▸ **THE TASK**: Nothing but the lines from the one containing "let older: InterchangeOptions" through the last line of the records below should be written out, each exactly as it stands.

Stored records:
· · · · ·

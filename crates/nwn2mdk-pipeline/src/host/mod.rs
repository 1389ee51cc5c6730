//! Host scene collaborator
//!
//! The host owns the native interchange importer/exporter. The pipeline only
//! hands it a path and an options record.

mod document;

pub use document::{DocumentHost, InterchangeDocument, InterchangeObject};

use nwn2mdk_core::{Axis, Error, HostError, Result};
use nwn2mdk_metadata::SceneObject;
use serde::{Deserialize, Serialize};
use std::path::Path;

/// Host side of the interchange hand-off
pub trait SceneHost {
    /// Read an interchange file, returning the objects it created
    fn import_interchange(
        &mut self,
        path: &Path,
        options: &InterchangeOptions,
    ) -> std::result::Result<Vec<SceneObject>, HostError>;

    /// Write `objects` to an interchange file
    fn export_interchange(
        &mut self,
        path: &Path,
        objects: &[SceneObject],
        options: &InterchangeOptions,
    ) -> std::result::Result<(), HostError>;
}

/// Largest baked animation simplify factor the exporter accepts
pub const MAX_SIMPLIFY_FACTOR: f32 = 100.0;

/// Interchange import/export options, passed to the host verbatim
#[derive(Debug, Clone, PartialEq, Serialize, Deserialize)]
#[serde(default)]
pub struct InterchangeOptions {
    pub axis_forward: Axis,
    pub axis_up: Axis,
    /// Write tangent space data
    pub use_tangent_space: bool,
    /// Carry object annotations through the interchange file
    pub use_custom_annotations: bool,
    pub add_leaf_bones: bool,
    pub bake_animation: bool,
    /// Baked keyframe simplification (0.0 disables it)
    pub bake_simplify_factor: f32,
    /// Bake deforming bones only when false
    pub bake_use_all_bones: bool,
    pub bake_use_nla_strips: bool,
    pub bake_use_all_actions: bool,
    /// Key the first and last frame of every baked channel
    pub bake_force_startend_keying: bool,
    /// Import only: align bones with their children
    pub automatic_bone_orientation: bool,
    /// Import only: search for referenced images
    pub use_image_search: bool,
}

impl Default for InterchangeOptions {
    fn default() -> Self {
        Self {
            axis_forward: Axis::NegZ,
            axis_up: Axis::PosY,
            use_tangent_space: true,
            use_custom_annotations: true,
            add_leaf_bones: false,
            bake_animation: false,
            bake_simplify_factor: 1.0,
            bake_use_all_bones: false,
            bake_use_nla_strips: false,
            bake_use_all_actions: false,
            bake_force_startend_keying: false,
            automatic_bone_orientation: true,
            use_image_search: false,
        }
    }
}

impl InterchangeOptions {
    /// Options for reading a converter-produced interchange file
    pub fn for_import(automatic_bone_orientation: bool) -> Self {
        Self {
            automatic_bone_orientation,
            ..Default::default()
        }
    }

    /// Export without animation
    pub fn static_pose() -> Self {
        Self::default()
    }

    /// Export with baked keyframe animation
    pub fn baked_animation(simplify_factor: f32) -> Result<Self> {
        let options = Self {
            bake_animation: true,
            bake_simplify_factor: simplify_factor,
            ..Default::default()
        };
        options.validate()?;
        Ok(options)
    }

    pub fn validate(&self) -> Result<()> {
        if !(0.0..=MAX_SIMPLIFY_FACTOR).contains(&self.bake_simplify_factor) {
            return Err(Error::invalid_value(
                "bake_simplify_factor",
                format!("{} is outside 0.0..={MAX_SIMPLIFY_FACTOR}", self.bake_simplify_factor),
            ));
        }
        if self.axis_forward.is_parallel_to(&self.axis_up) {
            return Err(Error::invalid_value(
                "axis_up",
                format!("{} is parallel to forward axis {}", self.axis_up, self.axis_forward),
            ));
        }
        Ok(())
    }
}

#[cfg(test)]
mod tests {
    use super::*;

    #[test]
    fn test_static_pose_defaults() {
        let options = InterchangeOptions::static_pose();
        assert_eq!(options.axis_forward, Axis::NegZ);
        assert_eq!(options.axis_up, Axis::PosY);
        assert!(options.use_tangent_space);
        assert!(options.use_custom_annotations);
        assert!(!options.add_leaf_bones);
        assert!(!options.bake_animation);
        assert!(options.validate().is_ok());
    }

    #[test]
    fn test_baked_animation_bounds() {
        assert!(InterchangeOptions::baked_animation(0.0).unwrap().bake_animation);
        assert!(InterchangeOptions::baked_animation(100.0).is_ok());
        assert!(InterchangeOptions::baked_animation(-0.5).is_err());
        assert!(InterchangeOptions::baked_animation(f32::NAN).is_err());
    }

    #[test]
    fn test_baked_animation_passes_bake_flags_through() {
        let options = InterchangeOptions::baked_animation(0.5).unwrap();
        assert!(!options.bake_use_all_bones);
        assert!(!options.bake_use_nla_strips);
        assert!(!options.bake_use_all_actions);
        assert!(!options.bake_force_startend_keying);

        let json = serde_json::to_value(&options).unwrap();
        assert_eq!(json["bake_force_startend_keying"], false);
        assert_eq!(json["bake_use_nla_strips"], false);

        let older: InterchangeOptions = serde_json::from_str(r#"{ "bake_animation": true }"#).unwrap();
        assert!(!older.bake_use_all_actions);
    }

    #[test]
    fn test_parallel_axes_rejected() {
        let options = InterchangeOptions {
            axis_up: Axis::PosZ,
            ..Default::default()
        };
        assert!(options.validate().is_err());
    }
}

· · · · ·

▸ **SOLUTION FOR THIS TASK**:
        let older: InterchangeOptions = serde_json::from_str(r#"{ "bake_animation": true }"#).unwrap();
        assert!(!older.bake_use_all_actions);
    }

    #[test]
    fn test_parallel_axes_rejected() {
        let options = InterchangeOptions {
            axis_up: Axis::PosZ,
            ..Default::default()
        };
        assert!(options.validate().is_err());
    }
}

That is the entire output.